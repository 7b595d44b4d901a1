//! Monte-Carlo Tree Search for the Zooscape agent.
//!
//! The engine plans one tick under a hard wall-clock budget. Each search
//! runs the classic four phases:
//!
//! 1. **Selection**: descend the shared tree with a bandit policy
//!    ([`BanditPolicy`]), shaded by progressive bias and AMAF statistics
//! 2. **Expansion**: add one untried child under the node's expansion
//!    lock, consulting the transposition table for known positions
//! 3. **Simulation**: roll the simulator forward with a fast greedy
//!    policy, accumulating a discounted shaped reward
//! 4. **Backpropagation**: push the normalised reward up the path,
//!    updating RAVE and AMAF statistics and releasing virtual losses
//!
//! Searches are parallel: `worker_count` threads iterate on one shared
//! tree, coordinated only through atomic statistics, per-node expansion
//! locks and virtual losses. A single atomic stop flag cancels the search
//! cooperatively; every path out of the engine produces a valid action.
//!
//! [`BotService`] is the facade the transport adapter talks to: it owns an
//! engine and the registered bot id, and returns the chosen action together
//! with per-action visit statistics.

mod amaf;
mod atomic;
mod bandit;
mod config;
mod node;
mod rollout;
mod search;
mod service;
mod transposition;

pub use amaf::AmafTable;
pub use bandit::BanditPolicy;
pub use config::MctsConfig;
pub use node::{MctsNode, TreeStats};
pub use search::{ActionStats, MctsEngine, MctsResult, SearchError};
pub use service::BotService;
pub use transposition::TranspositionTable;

==

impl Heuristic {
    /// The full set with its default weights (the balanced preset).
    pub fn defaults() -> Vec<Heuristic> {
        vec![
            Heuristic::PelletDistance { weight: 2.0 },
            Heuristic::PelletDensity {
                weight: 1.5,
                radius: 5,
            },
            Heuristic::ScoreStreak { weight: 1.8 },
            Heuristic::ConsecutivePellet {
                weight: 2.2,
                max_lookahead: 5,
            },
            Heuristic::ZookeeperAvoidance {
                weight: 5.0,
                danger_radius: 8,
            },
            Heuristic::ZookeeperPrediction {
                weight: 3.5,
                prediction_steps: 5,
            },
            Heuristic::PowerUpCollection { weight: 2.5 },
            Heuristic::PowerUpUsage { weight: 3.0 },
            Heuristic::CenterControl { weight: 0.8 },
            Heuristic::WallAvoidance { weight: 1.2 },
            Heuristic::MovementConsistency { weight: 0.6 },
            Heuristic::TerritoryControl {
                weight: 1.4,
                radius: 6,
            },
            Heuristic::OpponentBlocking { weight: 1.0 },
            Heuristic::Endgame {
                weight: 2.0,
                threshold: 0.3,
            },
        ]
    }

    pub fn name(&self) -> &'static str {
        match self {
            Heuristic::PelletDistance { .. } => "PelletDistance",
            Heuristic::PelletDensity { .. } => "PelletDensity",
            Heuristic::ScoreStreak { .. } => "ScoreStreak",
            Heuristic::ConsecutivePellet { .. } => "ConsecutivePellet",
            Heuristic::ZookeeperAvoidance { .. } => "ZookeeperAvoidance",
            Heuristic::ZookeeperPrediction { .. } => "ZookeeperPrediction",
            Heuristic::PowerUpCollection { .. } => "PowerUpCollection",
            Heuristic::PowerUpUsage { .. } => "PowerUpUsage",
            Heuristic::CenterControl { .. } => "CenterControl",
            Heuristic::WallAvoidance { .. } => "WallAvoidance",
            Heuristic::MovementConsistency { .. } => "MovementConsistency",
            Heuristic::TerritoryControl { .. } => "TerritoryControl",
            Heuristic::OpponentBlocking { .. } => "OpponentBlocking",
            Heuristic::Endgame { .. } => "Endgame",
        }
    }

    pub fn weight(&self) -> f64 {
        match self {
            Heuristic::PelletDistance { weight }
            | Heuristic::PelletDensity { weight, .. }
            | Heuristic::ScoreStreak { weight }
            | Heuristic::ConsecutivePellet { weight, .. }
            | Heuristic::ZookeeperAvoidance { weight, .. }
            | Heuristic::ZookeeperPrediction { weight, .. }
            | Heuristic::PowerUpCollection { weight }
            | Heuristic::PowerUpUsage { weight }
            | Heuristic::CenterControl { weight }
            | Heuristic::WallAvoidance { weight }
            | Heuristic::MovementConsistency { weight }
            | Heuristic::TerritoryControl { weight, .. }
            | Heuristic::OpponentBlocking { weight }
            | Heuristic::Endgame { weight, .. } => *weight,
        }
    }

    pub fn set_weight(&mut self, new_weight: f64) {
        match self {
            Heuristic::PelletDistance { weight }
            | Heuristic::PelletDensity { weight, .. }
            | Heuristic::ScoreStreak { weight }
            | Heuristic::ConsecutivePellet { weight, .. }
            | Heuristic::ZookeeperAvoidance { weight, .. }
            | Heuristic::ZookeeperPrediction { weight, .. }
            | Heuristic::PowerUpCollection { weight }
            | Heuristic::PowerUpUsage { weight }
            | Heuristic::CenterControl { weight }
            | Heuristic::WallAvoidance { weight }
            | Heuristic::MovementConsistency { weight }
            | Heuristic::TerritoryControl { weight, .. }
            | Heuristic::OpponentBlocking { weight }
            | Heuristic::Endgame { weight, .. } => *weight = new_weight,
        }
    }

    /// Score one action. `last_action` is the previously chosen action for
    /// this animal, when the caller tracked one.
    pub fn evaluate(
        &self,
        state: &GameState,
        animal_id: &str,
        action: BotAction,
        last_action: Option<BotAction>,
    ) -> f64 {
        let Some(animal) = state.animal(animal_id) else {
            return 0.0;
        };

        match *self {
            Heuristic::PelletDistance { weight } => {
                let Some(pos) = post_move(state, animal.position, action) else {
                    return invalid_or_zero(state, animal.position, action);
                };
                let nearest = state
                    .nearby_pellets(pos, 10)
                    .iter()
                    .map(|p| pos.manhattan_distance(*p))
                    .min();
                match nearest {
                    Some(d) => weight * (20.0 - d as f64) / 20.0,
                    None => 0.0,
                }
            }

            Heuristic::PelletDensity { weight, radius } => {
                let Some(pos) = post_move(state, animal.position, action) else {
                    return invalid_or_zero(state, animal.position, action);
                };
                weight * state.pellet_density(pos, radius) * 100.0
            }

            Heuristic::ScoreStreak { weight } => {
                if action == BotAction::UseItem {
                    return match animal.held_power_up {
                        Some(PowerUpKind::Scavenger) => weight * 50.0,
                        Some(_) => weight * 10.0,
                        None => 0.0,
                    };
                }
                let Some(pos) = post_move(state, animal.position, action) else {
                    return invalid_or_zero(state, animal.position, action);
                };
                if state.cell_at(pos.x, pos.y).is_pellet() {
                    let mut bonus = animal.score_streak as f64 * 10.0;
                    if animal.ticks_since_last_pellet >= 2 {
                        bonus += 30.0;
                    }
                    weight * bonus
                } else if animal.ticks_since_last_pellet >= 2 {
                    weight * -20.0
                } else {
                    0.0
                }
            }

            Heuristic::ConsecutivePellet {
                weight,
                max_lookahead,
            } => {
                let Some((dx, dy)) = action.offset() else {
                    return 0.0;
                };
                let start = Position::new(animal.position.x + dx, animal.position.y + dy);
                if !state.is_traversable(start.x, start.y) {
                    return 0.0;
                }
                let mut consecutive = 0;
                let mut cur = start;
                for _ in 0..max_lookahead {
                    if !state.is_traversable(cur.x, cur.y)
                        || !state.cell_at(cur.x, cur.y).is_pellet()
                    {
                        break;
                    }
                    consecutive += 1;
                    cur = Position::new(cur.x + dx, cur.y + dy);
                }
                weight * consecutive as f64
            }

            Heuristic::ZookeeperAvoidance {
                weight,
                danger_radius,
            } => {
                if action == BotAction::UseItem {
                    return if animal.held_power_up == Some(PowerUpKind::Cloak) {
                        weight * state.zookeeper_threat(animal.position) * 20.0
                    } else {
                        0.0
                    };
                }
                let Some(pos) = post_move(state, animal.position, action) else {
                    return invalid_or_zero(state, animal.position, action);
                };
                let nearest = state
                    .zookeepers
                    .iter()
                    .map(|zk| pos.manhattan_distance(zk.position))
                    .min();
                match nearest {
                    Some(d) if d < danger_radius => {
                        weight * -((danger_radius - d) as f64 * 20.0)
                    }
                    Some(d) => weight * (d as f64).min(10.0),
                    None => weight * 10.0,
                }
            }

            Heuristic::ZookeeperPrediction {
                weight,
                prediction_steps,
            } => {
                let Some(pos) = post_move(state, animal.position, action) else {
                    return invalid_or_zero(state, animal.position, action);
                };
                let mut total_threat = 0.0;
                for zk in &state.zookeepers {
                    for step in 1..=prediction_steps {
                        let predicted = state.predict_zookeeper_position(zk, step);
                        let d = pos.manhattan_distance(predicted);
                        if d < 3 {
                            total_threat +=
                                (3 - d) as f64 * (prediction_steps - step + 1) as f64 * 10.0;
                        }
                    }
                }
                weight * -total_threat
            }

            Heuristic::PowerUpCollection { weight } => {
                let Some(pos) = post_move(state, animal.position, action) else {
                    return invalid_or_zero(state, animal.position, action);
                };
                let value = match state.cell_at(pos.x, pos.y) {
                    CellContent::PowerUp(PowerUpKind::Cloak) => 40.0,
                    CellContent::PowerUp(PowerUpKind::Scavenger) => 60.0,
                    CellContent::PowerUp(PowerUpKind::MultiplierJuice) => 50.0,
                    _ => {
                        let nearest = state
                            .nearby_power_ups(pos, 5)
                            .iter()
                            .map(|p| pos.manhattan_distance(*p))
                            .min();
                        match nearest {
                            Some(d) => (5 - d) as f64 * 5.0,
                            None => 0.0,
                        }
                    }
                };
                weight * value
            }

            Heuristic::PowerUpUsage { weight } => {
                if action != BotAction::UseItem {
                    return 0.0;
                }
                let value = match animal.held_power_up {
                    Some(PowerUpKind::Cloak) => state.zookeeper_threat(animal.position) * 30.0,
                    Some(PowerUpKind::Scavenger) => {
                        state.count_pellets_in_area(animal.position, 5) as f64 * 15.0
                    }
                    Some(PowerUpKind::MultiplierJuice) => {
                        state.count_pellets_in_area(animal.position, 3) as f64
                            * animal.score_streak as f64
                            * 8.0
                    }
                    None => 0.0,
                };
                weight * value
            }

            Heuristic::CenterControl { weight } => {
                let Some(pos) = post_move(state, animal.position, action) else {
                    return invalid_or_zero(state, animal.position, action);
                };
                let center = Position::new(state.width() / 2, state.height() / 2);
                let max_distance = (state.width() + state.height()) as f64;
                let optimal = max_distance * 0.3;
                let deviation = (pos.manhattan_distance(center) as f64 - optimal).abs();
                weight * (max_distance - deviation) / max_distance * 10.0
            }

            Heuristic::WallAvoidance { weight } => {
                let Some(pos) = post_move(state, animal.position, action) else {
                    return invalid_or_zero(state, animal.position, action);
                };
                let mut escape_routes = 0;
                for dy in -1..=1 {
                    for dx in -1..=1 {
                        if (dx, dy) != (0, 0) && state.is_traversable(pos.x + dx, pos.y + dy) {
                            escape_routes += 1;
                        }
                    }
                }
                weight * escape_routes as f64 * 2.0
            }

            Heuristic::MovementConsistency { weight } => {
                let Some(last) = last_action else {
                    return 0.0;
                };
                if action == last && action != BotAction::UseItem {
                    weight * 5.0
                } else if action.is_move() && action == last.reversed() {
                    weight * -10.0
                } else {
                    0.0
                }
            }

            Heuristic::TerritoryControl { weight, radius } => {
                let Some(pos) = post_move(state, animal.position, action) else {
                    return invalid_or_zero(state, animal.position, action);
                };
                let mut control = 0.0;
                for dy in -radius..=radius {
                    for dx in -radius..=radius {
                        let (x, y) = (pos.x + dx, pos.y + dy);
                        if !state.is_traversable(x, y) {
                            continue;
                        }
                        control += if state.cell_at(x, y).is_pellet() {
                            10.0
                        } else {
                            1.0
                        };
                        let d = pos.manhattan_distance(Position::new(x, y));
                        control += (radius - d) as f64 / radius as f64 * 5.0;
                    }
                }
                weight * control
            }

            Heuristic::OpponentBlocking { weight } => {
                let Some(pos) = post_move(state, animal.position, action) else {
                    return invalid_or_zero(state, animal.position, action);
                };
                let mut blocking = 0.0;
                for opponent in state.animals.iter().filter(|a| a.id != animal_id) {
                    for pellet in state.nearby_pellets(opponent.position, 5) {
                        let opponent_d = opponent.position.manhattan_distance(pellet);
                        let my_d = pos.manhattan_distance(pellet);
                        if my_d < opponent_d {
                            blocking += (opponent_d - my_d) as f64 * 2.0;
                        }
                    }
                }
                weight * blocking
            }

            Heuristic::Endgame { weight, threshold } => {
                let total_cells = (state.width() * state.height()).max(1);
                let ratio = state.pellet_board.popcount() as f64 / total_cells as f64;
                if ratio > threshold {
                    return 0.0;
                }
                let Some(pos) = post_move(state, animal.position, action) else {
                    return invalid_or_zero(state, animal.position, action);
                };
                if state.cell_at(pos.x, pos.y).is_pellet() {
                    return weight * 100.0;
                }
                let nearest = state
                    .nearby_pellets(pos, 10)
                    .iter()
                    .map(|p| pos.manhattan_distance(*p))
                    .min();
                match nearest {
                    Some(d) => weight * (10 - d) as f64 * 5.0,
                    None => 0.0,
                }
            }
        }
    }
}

> [TASK STATEMENT] Starting at the line with "weight * control" and ending at the line with "for pellet in", print each line of the listing above exactly, with no other lines.

> [OUTPUT FOR THIS EXERCISE]
                weight * control
            }

            Heuristic::OpponentBlocking { weight } => {
                let Some(pos) = post_move(state, animal.position, action) else {
                    return invalid_or_zero(state, animal.position, action);
                };
                let mut blocking = 0.0;
                for opponent in state.animals.iter().filter(|a| a.id != animal_id) {
                    for pellet in state.nearby_pellets(opponent.position, 5) {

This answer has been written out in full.